Parece obvio que o espírito alquímico não era um espírito científico tal qual passou a ser entendido na idade moderna. Entretanto, havia um envolvimento direto com um certo tipo de experiência, mesmo que essa não fosse ainda estruturada como foi proposto por Francis Bacon somente no início do século VXII.
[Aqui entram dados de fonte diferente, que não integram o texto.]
//! Application services — use-case orchestration.
//!
//! Each service module implements a single use-case by composing domain logic
//! with port trait calls. Services import only from `crate::domain` and
//! `crate::application::ports` — never from `crate::infra`, `crate::commands`,
//! or `crate::output`.

pub(crate) mod certificate;
pub mod connect;
pub mod disconnect;
pub mod link_status;
pub mod ou_search;
pub(crate) mod pipeline;
pub mod validation;
pub mod workflow;

pub use connect::connect;
pub use disconnect::disconnect;
pub use link_status::{LinkStatus, link_status};
pub use ou_search::search_organizational_units;
pub use workflow::{Collaborators, Ports, WorkflowOptions};
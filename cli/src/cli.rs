//! CLI argument parsing with clap derive

use std::path::PathBuf;
use std::process::ExitCode;

use anyhow::Result;
use clap::{Parser, Subcommand};

use crate::app::{AppContext, AppFlags, BehaviourFlags, OutputFlags};
use crate::commands;

/// Link a workstation to a GECOS Control Center
#[derive(Parser)]
#[command(
    name = "gecos-assistant",
    version,
    propagate_version = true,
    subcommand_required = true,
    arg_required_else_help = true
)]
pub struct Cli {
    /// Output in JSON format
    #[arg(long, global = true)]
    pub json: bool,

    /// Suppress non-error output
    #[arg(short, long, global = true)]
    pub quiet: bool,

    /// Disable colored output
    #[arg(long, global = true, env = "NO_COLOR")]
    pub no_color: bool,

    /// Log debug details to stderr
    #[arg(short, long, global = true)]
    pub verbose: bool,

    /// Never prompt; missing values are treated as empty
    #[arg(short, long, global = true)]
    pub yes: bool,

    /// Configuration file
    #[arg(long, global = true, value_name = "PATH")]
    pub config: Option<PathBuf>,

    #[command(subcommand)]
    pub command: Command,
}

#[derive(Subcommand)]
pub enum Command {
    /// Link this workstation to a Control Center
    Connect(commands::connect::LinkArgs),

    /// Unlink this workstation from its Control Center
    Disconnect(commands::connect::LinkArgs),

    /// Show whether this workstation is linked
    Status,

    /// Organizational units
    #[command(subcommand)]
    Ou(commands::ou::OuCommand),

    /// Inspect configuration
    #[command(subcommand)]
    Config(commands::config::ConfigCommand),

    /// Show version
    Version,
}

impl Cli {
    /// Execute the CLI command.
    ///
    /// # Errors
    ///
    /// Returns an error if the configuration is invalid or the command
    /// cannot be set up. Pipeline failures are reported through the exit
    /// code instead.
    pub async fn run(self) -> Result<ExitCode> {
        let Cli {
            json,
            quiet,
            no_color,
            verbose: _,
            yes,
            config,
            command,
        } = self;

        let flags = AppFlags {
            output: OutputFlags {
                no_color,
                quiet,
                json,
            },
            behaviour: BehaviourFlags { yes, config },
        };

        match command {
            Command::Version => {
                commands::version::run(json, quiet);
                Ok(ExitCode::SUCCESS)
            }
            Command::Connect(args) => commands::connect::run(&AppContext::new(&flags)?, args).await,
            Command::Disconnect(args) => {
                commands::disconnect::run(&AppContext::new(&flags)?, args).await
            }
            Command::Status => commands::status::run(&AppContext::new(&flags)?),
            Command::Ou(cmd) => commands::ou::run(&AppContext::new(&flags)?, cmd).await,
            Command::Config(cmd) => commands::config::run(&AppContext::new(&flags)?, &cmd),
        }
    }
}
//! Workstation identity: name, organizational unit and node name.
//!
//! Pure functions only. Node-name derivation is deterministic so that the
//! same machine always maps to the same configuration-management node.

use sha2::{Digest, Sha256};

use crate::domain::error::ValidationError;

/// Addresses starting with this prefix are treated as loopback.
pub const LOOPBACK_PREFIX: &str = "127.0";

/// Workstation identity as entered by the user (or loaded from disk).
#[derive(Debug, Clone, Default, PartialEq, Eq)]
pub struct WorkstationData {
    pub name: String,
    /// Configuration-management node name. `None` until derived.
    pub node_name: Option<String>,
    /// Organizational unit search text, e.g. `/Domain/Lab`.
    pub organizational_unit: String,
}

impl WorkstationData {
    #[must_use]
    pub fn new(name: impl Into<String>, organizational_unit: impl Into<String>) -> Self {
        Self {
            name: name.into(),
            node_name: None,
            organizational_unit: organizational_unit.into(),
        }
    }

    /// Node name if one is set and not blank.
    #[must_use]
    pub fn node_name(&self) -> Option<&str> {
        self.node_name
            .as_deref()
            .map(str::trim)
            .filter(|n| !n.is_empty())
    }
}

/// One network interface as seen by the inventory.
#[derive(Debug, Clone, PartialEq, Eq)]
pub struct NetworkInterface {
    pub name: String,
    pub ip_address: String,
    /// Colon-separated hardware address, e.g. `52:54:00:12:34:56`.
    pub hw_address: Option<String>,
}

/// The workstation name is mandatory.
///
/// # Errors
///
/// Returns [`ValidationError::EmptyWorkstationName`] for a blank name.
pub fn validate_name(data: &WorkstationData) -> Result<(), ValidationError> {
    if data.name.trim().is_empty() {
        return Err(ValidationError::EmptyWorkstationName);
    }
    Ok(())
}

/// # Errors
///
/// Returns [`ValidationError::EmptyOrganizationalUnit`] for a blank OU.
pub fn validate_organizational_unit(data: &WorkstationData) -> Result<(), ValidationError> {
    if data.organizational_unit.trim().is_empty() {
        return Err(ValidationError::EmptyOrganizationalUnit);
    }
    Ok(())
}

/// Rejects `name` when the Control Center already lists it.
///
/// # Errors
///
/// Returns [`ValidationError::DuplicateWorkstationName`] on an exact match.
pub fn ensure_unique_name(name: &str, registered: &[String]) -> Result<(), ValidationError> {
    if registered.iter().any(|n| n == name) {
        return Err(ValidationError::DuplicateWorkstationName(name.to_string()));
    }
    Ok(())
}

/// First interface whose address is not in the loopback range.
#[must_use]
pub fn select_interface(interfaces: &[NetworkInterface]) -> Option<&NetworkInterface> {
    interfaces
        .iter()
        .find(|i| !i.ip_address.starts_with(LOOPBACK_PREFIX))
}

/// Lower-case hex encoding of `bytes`.
#[must_use]
pub fn hex_encode(bytes: &[u8]) -> String {
    const HEX: &[u8; 16] = b"0123456789abcdef";
    let mut out = String::with_capacity(bytes.len() * 2);
    for &b in bytes {
        out.push(char::from(HEX[(b >> 4) as usize]));
        out.push(char::from(HEX[(b & 0xf) as usize]));
    }
    out
}

/// Hex SHA-256 of the normalized (lower-case) hardware address.
#[must_use]
pub fn node_name_from_hw_address(hw_address: &str) -> String {
    let normalized = hw_address.trim().to_ascii_lowercase();
    hex_encode(&Sha256::digest(normalized.as_bytes()))
}

/// Derives the node name from the first non-loopback interface.
///
/// # Errors
///
/// Returns a [`ValidationError`] if no interface qualifies or the selected
/// one has no hardware address.
pub fn derive_node_name(interfaces: &[NetworkInterface]) -> Result<String, ValidationError> {
    let iface = select_interface(interfaces).ok_or(ValidationError::NoUsableInterface)?;
    let hw = iface
        .hw_address
        .as_deref()
        .filter(|hw| !hw.trim().is_empty() && hw.trim() != "00:00:00:00:00:00")
        .ok_or_else(|| ValidationError::MissingHardwareAddress(iface.name.clone()))?;
    Ok(node_name_from_hw_address(hw))
}
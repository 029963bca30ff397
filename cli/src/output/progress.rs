//! Progress indicators using indicatif

#![allow(clippy::expect_used)] // Templates are compile-time constants

use std::time::Duration;

use indicatif::{ProgressBar, ProgressStyle};

/// Create a spinner for indeterminate progress.
///
/// # Panics
///
/// Panics if the spinner template string is invalid (it is a compile-time constant and will not panic).
#[must_use]
pub fn spinner(msg: &str) -> ProgressBar {
    let pb = ProgressBar::new_spinner();
    pb.set_style(
        ProgressStyle::default_spinner()
            .tick_strings(&[
                "⠁", "⠂", "⠄", "⡀", "⡈", "⡐", "⡠", "⣀", "⣁", "⣂", "⣄", "⣌", "⣔", "⣤", "⣥", "⣦",
                "⣮", "⣶", "⣷", "⣿", "⡿", "⠿", "⢟", "⠟", "⡛", "⠛", "⠫", "⢋", "⠋", "⠍", "⡉", "⠉",
                "⠑", "⠡", "⢁",
            ])
            .template("  {spinner:.cyan} {msg}")
            .expect("valid template"),
    );
    pb.set_message(msg.to_string());
    pb.enable_steady_tick(Duration::from_millis(80));
    pb
}

fn finish_marked(pb: &ProgressBar, mark: &str, msg: &str) {
    pb.set_style(
        ProgressStyle::default_spinner()
            .template("  {prefix} {msg}")
            .expect("valid template"),
    );
    pb.set_prefix(mark.to_string());
    pb.finish_with_message(msg.to_string());
}

/// Finish a spinner with a checkmark on the left.
pub fn finish_ok(pb: &ProgressBar, msg: &str) {
    finish_marked(pb, "✓", msg);
}

/// Finish a spinner with a cross on the left.
pub fn finish_error(pb: &ProgressBar, msg: &str) {
    finish_marked(pb, "✗", msg);
}

/// Finish a spinner for a step the user canceled.
pub fn finish_canceled(pb: &ProgressBar, msg: &str) {
    finish_marked(pb, "⊘", msg);
}
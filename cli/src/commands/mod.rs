//! Command implementations

pub mod config;
pub mod connect;
pub mod disconnect;
pub mod ou;
pub mod status;
pub mod version;

use std::process::ExitCode;

use anyhow::{Context, Result};
use gecos_common::LinkRecord;
use tracing::warn;

use crate::application::ports::LinkStore;
use crate::domain::config::AssistantConfig;
use crate::domain::step::{Outcome, PipelineReport};
use crate::infra::command_runner::{DEFAULT_CMD_TIMEOUT, TokioCommandRunner};
use crate::infra::directory::HttpDirectoryClient;
use crate::infra::fs::SecureFs;
use crate::infra::network::IpNetworkInventory;
use crate::infra::state::JsonLinkStore;

/// Exit status of a canceled pipeline.
pub const EXIT_CANCELED: u8 = 2;

/// Production adapters for every I/O port, built from the configuration.
pub struct SystemAdapters {
    pub files: SecureFs,
    pub links: JsonLinkStore<SecureFs>,
    pub directory: HttpDirectoryClient,
    pub runner: TokioCommandRunner,
    pub inventory: IpNetworkInventory<TokioCommandRunner>,
}

impl SystemAdapters {
    /// # Errors
    ///
    /// Returns an error if the configured owner/group cannot be resolved or
    /// the HTTP client cannot be built.
    pub fn new(config: &AssistantConfig) -> Result<Self> {
        let files = SecureFs::from_config(&config.ownership)
            .context("cannot prepare the secure file writer")?;
        let links = JsonLinkStore::new(config.paths.access_data.clone(), files.clone());
        Ok(Self {
            files,
            links,
            directory: HttpDirectoryClient::new(&config.network)?,
            runner: TokioCommandRunner::new(config.commands.timeout()),
            inventory: IpNetworkInventory::new(TokioCommandRunner::new(DEFAULT_CMD_TIMEOUT)),
        })
    }
}

/// Loads the link record for prefilling. A corrupt record is logged and
/// ignored so the user can still connect over it.
pub(crate) fn load_record(links: &impl LinkStore) -> Option<LinkRecord> {
    match links.load() {
        Ok(record) => record,
        Err(e) => {
            warn!(error = %format!("{e:#}"), "ignoring unreadable link record");
            None
        }
    }
}

/// Maps a pipeline outcome to the process exit status.
#[must_use]
pub fn exit_code(report: &PipelineReport) -> ExitCode {
    match report.outcome {
        Outcome::Success => ExitCode::SUCCESS,
        Outcome::Failed { .. } => ExitCode::FAILURE,
        Outcome::Canceled { .. } => ExitCode::from(EXIT_CANCELED),
    }
}
//! Infrastructure implementation of the `LinkStore` port.
//!
//! The link record is written through the secure writer so it gets the same
//! ownership and `0600` mode as the validation certificate.

use std::path::{Path, PathBuf};

use anyhow::{Context, Result};
use gecos_common::LinkRecord;

use crate::application::ports::{LinkStore, SystemFiles};

/// JSON link record at a fixed path (`/etc/gcc.control` by default).
pub struct JsonLinkStore<F> {
    path: PathBuf,
    files: F,
}

impl<F: SystemFiles> JsonLinkStore<F> {
    #[must_use]
    pub fn new(path: PathBuf, files: F) -> Self {
        Self { path, files }
    }

    #[must_use]
    pub fn path(&self) -> &Path {
        &self.path
    }
}

impl<F: SystemFiles> LinkStore for JsonLinkStore<F> {
    fn load(&self) -> Result<Option<LinkRecord>> {
        let content = match std::fs::read_to_string(&self.path) {
            Ok(content) => content,
            Err(e) if e.kind() == std::io::ErrorKind::NotFound => return Ok(None),
            Err(e) => {
                return Err(e)
                    .with_context(|| format!("reading link record {}", self.path.display()));
            }
        };
        if content.trim().is_empty() {
            return Ok(None);
        }
        let record = serde_json::from_str(&content)
            .with_context(|| format!("parsing link record {}", self.path.display()))?;
        Ok(Some(record))
    }

    fn save(&self, record: &LinkRecord) -> Result<()> {
        let content = serde_json::to_string_pretty(record).context("serializing link record")?;
        self.files
            .write_secure(&self.path, content.as_bytes())
            .with_context(|| format!("saving link record {}", self.path.display()))
    }

    fn delete(&self) -> Result<()> {
        self.files.remove_file(&self.path)
    }
}
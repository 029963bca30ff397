//! Port trait definitions for the Application layer.
//!
//! Ports are the interfaces (contracts) that infrastructure must fulfill.
//! This file imports only from `crate::domain` and `gecos_common` — never
//! from `crate::infra`, `crate::commands`, or `crate::output`.

use std::path::{Path, PathBuf};
use std::process::Output;

use anyhow::Result;
use gecos_common::{LinkRecord, OrganizationalUnit, RemoteAutoConfig};

use crate::domain::{AccessData, AssistantConfig, NetworkInterface, Step, StepStatus};

// ── Command Runner Port ───────────────────────────────────────────────────────

/// Abstracts process execution so infrastructure can be swapped or mocked.
#[allow(async_fn_in_trait)]
pub trait CommandRunner {
    /// Run a program with the inherited environment and capture its output.
    async fn run(&self, program: &str, args: &[&str]) -> Result<Output>;

    /// Run a program with its environment replaced by `env`.
    ///
    /// # Errors
    ///
    /// Returns an error if the process cannot be spawned or exceeds the
    /// runner's timeout. On timeout, the child process must be killed.
    async fn run_with_env(
        &self,
        program: &str,
        args: &[&str],
        env: &[(String, String)],
    ) -> Result<Output>;
}

// ── Remote Directory Port ─────────────────────────────────────────────────────

/// Control Center operations used by the connect/disconnect workflows.
///
/// A negative answer from the server is `Ok(false)` / `Ok(None)` / empty;
/// `Err` is reserved for transport and decoding failures.
#[allow(async_fn_in_trait)]
pub trait DirectoryClient {
    /// `true` when the server accepts the credentials.
    async fn validate_credentials(&self, access: &AccessData) -> Result<bool>;
    /// Server autoconfiguration, `None` when the server has none.
    async fn fetch_autoconf(&self, access: &AccessData) -> Result<Option<RemoteAutoConfig>>;
    /// Names of every computer already registered.
    async fn list_computer_names(&self, access: &AccessData) -> Result<Vec<String>>;
    /// OUs matching `text`, best match first.
    ///
    /// # Errors
    ///
    /// Returns an error if the server answers with anything but a list.
    async fn search_organizational_units(
        &self,
        access: &AccessData,
        text: &str,
    ) -> Result<Vec<OrganizationalUnit>>;
    async fn register_computer(&self, access: &AccessData, node_name: &str, ou_id: &str)
    -> Result<bool>;
    async fn unregister_computer(&self, access: &AccessData, node_name: &str) -> Result<bool>;
    /// Fetch a PEM document from an arbitrary URL.
    async fn download_certificate(&self, url: &str) -> Result<String>;
}

// ── Network Inventory Port ────────────────────────────────────────────────────

/// Lists network interfaces so the node name can be derived without
/// touching the real network stack in tests.
#[allow(async_fn_in_trait)]
pub trait NetworkInventory {
    async fn interfaces(&self) -> Result<Vec<NetworkInterface>>;
}

// ── Filesystem Ports ──────────────────────────────────────────────────────────

/// System file writes with enforced ownership and permissions.
pub trait SystemFiles {
    /// Create/truncate `path`, force owner/group and `0600`-style secure
    /// mode, then write `content`.
    ///
    /// # Errors
    ///
    /// Returns an error carrying the path if any step fails; the caller
    /// must not trust the file in that case.
    fn write_secure(&self, path: &Path, content: &[u8]) -> Result<()>;

    /// Write a rendered template with the configured owner/group and `mode`.
    /// Parent directories are created.
    fn write_file(&self, path: &Path, content: &str, mode: u32) -> Result<()>;

    /// Remove `path`. Absent files are not an error.
    fn remove_file(&self, path: &Path) -> Result<()>;
}

/// Persistence of the link record (access data + node name).
pub trait LinkStore {
    /// Load the record, returning `None` if the workstation is not linked.
    fn load(&self) -> Result<Option<LinkRecord>>;
    fn save(&self, record: &LinkRecord) -> Result<()>;
    /// Remove the record. Absent records are not an error.
    fn delete(&self) -> Result<()>;
}

/// Abstracts configuration loading so tests can use in-memory configs.
pub trait ConfigStore {
    /// Load config, returning defaults if no file exists.
    fn load(&self) -> Result<AssistantConfig>;
    /// Path the configuration is read from.
    fn path(&self) -> Result<PathBuf>;
}

/// Renders embedded templates by name.
pub trait TemplateSource {
    /// Raw template text.
    ///
    /// # Errors
    ///
    /// Returns an error if no template with that name exists.
    fn template(&self, name: &str) -> Result<&'static str>;
}

// ── Interaction Ports ─────────────────────────────────────────────────────────

/// Asks the user where to download the validation certificate from.
pub trait CertificatePrompt {
    /// `Ok(None)` means the user dismissed the prompt.
    fn certificate_url(&self) -> Result<Option<String>>;
}

// ── Progress Reporting Port ───────────────────────────────────────────────────

/// Abstracts progress reporting so services can emit events without
/// depending on the Presentation layer. Sync trait — no async needed.
pub trait ProgressReporter {
    /// A step changed status.
    fn step_status(&self, step: Step, status: StepStatus);
    /// Label of the link step ("Link to Chef" / "Unlink from Chef").
    fn set_link_label(&self, label: &str);
    /// Label of the register step.
    fn set_register_label(&self, label: &str);
    /// Non-fatal problem inside a step.
    fn warn(&self, message: &str);
    /// The pipeline has stopped; the user may dismiss the progress view.
    fn finish(&self);
}
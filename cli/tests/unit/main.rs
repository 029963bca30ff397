//! Unit tests for the gecos-assistant CLI
//!
//! These tests use mocked dependencies and run fast without external I/O.

mod architecture;
mod disconnect_service;
mod helpers;
mod ou_and_status;
mod property_tests;
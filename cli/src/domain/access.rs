//! Control Center access data and its validation.
//!
//! Pure functions only. Zero imports from `tokio`, `std::fs`, `crate::infra`,
//! `crate::commands`, or `crate::application`.

use std::fmt;
use std::sync::LazyLock;

use regex::Regex;

use crate::domain::error::ValidationError;

/// Absolute `http`/`https` URL: scheme, host (DNS name, `localhost` or IPv4),
/// optional port, optional path.
static URL_RE: LazyLock<Regex> = LazyLock::new(|| {
    #[allow(clippy::expect_used)]
    Regex::new(
        r"(?i)^https?://(?P<host>(?:[a-z0-9](?:[a-z0-9-]{0,61}[a-z0-9])?\.)+[a-z]{2,63}\.?|localhost|\d{1,3}\.\d{1,3}\.\d{1,3}\.\d{1,3})(?::(?P<port>\d{1,5}))?(?:[/?#]\S*)?$",
    )
    .expect("valid regex")
});

/// Credentials used to talk to the Control Center.
#[derive(Clone, Default, PartialEq, Eq)]
pub struct AccessData {
    pub url: String,
    pub login: String,
    pub password: String,
}

impl AccessData {
    #[must_use]
    pub fn new(url: impl Into<String>, login: impl Into<String>, password: impl Into<String>) -> Self {
        Self {
            url: url.into(),
            login: login.into(),
            password: password.into(),
        }
    }

    /// Base URL with any trailing slash removed, used to build endpoints.
    #[must_use]
    pub fn base_url(&self) -> &str {
        self.url.trim().trim_end_matches('/')
    }
}

// The password must never reach the logs.
impl fmt::Debug for AccessData {
    fn fmt(&self, f: &mut fmt::Formatter<'_>) -> fmt::Result {
        f.debug_struct("AccessData")
            .field("url", &self.url)
            .field("login", &self.login)
            .field("password", &"********")
            .finish()
    }
}

/// Returns `true` when `url` is an absolute `http`/`https` URL with a host.
#[must_use]
pub fn is_url(url: &str) -> bool {
    URL_RE.is_match(url.trim())
}

/// Host part of a well-formed URL, lower-cased.
#[must_use]
pub fn url_host(url: &str) -> Option<String> {
    URL_RE
        .captures(url.trim())
        .and_then(|c| c.name("host"))
        .map(|m| m.as_str().trim_end_matches('.').to_ascii_lowercase())
}

/// Checks every field of `access` in the order the user fills them in.
///
/// # Errors
///
/// Returns the first [`ValidationError`] found.
pub fn validate_access_data(access: &AccessData) -> Result<(), ValidationError> {
    if access.url.trim().is_empty() {
        return Err(ValidationError::EmptyUrl);
    }
    if !is_url(&access.url) {
        return Err(ValidationError::MalformedUrl(access.url.clone()));
    }
    if access.login.trim().is_empty() {
        return Err(ValidationError::EmptyLogin);
    }
    if access.password.trim().is_empty() {
        return Err(ValidationError::EmptyPassword);
    }
    Ok(())
}

/// Management (Chef) server URL derived from the Control Center URL:
/// same host, `https`, default port, trailing slash.
#[must_use]
pub fn management_server_url(access: &AccessData) -> Option<String> {
    url_host(&access.url).map(|host| format!("https://{host}/"))
}
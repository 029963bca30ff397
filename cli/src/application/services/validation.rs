//! First two pipeline steps: credential and workstation checks.

use tracing::debug;

use crate::application::ports::{DirectoryClient, NetworkInventory};
use crate::application::services::pipeline::Halt;
use crate::domain::access::{AccessData, validate_access_data};
use crate::domain::error::WorkflowError;
use crate::domain::step::Direction;
use crate::domain::workstation::{
    WorkstationData, derive_node_name, ensure_unique_name, validate_name,
    validate_organizational_unit,
};

/// Local field checks, then one remote credential check.
///
/// # Errors
///
/// Returns a validation error without touching the network if a field is
/// empty or malformed, and a remote error if the server rejects or cannot
/// answer.
pub async fn check_credentials(
    directory: &impl DirectoryClient,
    access: &AccessData,
) -> Result<(), WorkflowError> {
    validate_access_data(access)?;
    let accepted = directory
        .validate_credentials(access)
        .await
        .map_err(|e| WorkflowError::remote("credential check", &e))?;
    if !accepted {
        return Err(WorkflowError::RemoteCommunication(format!(
            "{} rejected the credentials of '{}'",
            access.base_url(),
            access.login.trim()
        )));
    }
    Ok(())
}

/// Checks the workstation fields and returns the node name to use.
///
/// Without a preset node name the node name is derived from the network
/// inventory. When connecting, the workstation name must also be unused on
/// the server; a workstation being disconnected is expected to be there.
pub(crate) async fn check_workstation(
    directory: &impl DirectoryClient,
    inventory: &impl NetworkInventory,
    access: &AccessData,
    workstation: &WorkstationData,
    direction: Direction,
) -> Result<String, Halt> {
    validate_name(workstation)?;
    validate_organizational_unit(workstation)?;

    if let Some(node_name) = workstation.node_name() {
        debug!(node_name, "reusing node name");
        return Ok(node_name.to_string());
    }

    if direction == Direction::Connect {
        let registered = directory
            .list_computer_names(access)
            .await
            .map_err(|e| WorkflowError::remote("listing registered computers", &e))?;
        ensure_unique_name(workstation.name.trim(), &registered)?;
    }

    let interfaces = inventory
        .interfaces()
        .await
        .map_err(|e| WorkflowError::ExternalCommand {
            command: "network inventory".to_string(),
            message: format!("{e:#}"),
        })?;
    let node_name = derive_node_name(&interfaces)?;
    debug!(%node_name, "derived node name");
    Ok(node_name)
}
Predominava uma prática puramente humana
Por certo não é compatível aproximar a visão do alquimista
com uma visão puramente intelectual da ciência positiva que exclui a componente da paixão e do prazer pelo conhecimento.
 
Bachelard dizia que acima de qualquer julgamento precipitado do conhecimento alquímico, sempre deveria ter lugar para uma "psicanálise anagógica" do espírito do alquimista. A anagogia diz respeito ao estado de êxtase, de elevação do espírito para a contemplação das coisas divinas. Mesmo que a prática alquímica não seja exemplo do espírito científico ou de maturidade intelectual, ele é mais do que tudo uma "iniciação moral" e por isso mesmo não é possível julgá-lo com um olhar exclusivamente objetivo.
A atitude do alquimista diante do conhecimento diz respeito sobretudo à persistência do possível no momento vivido.
 
Qual a relação que há entre essa personalidade alquímica e a influência do saber cotidiano na aprendizagem escolar? que lições podem ser tiradas na postura pedagógica alquímica?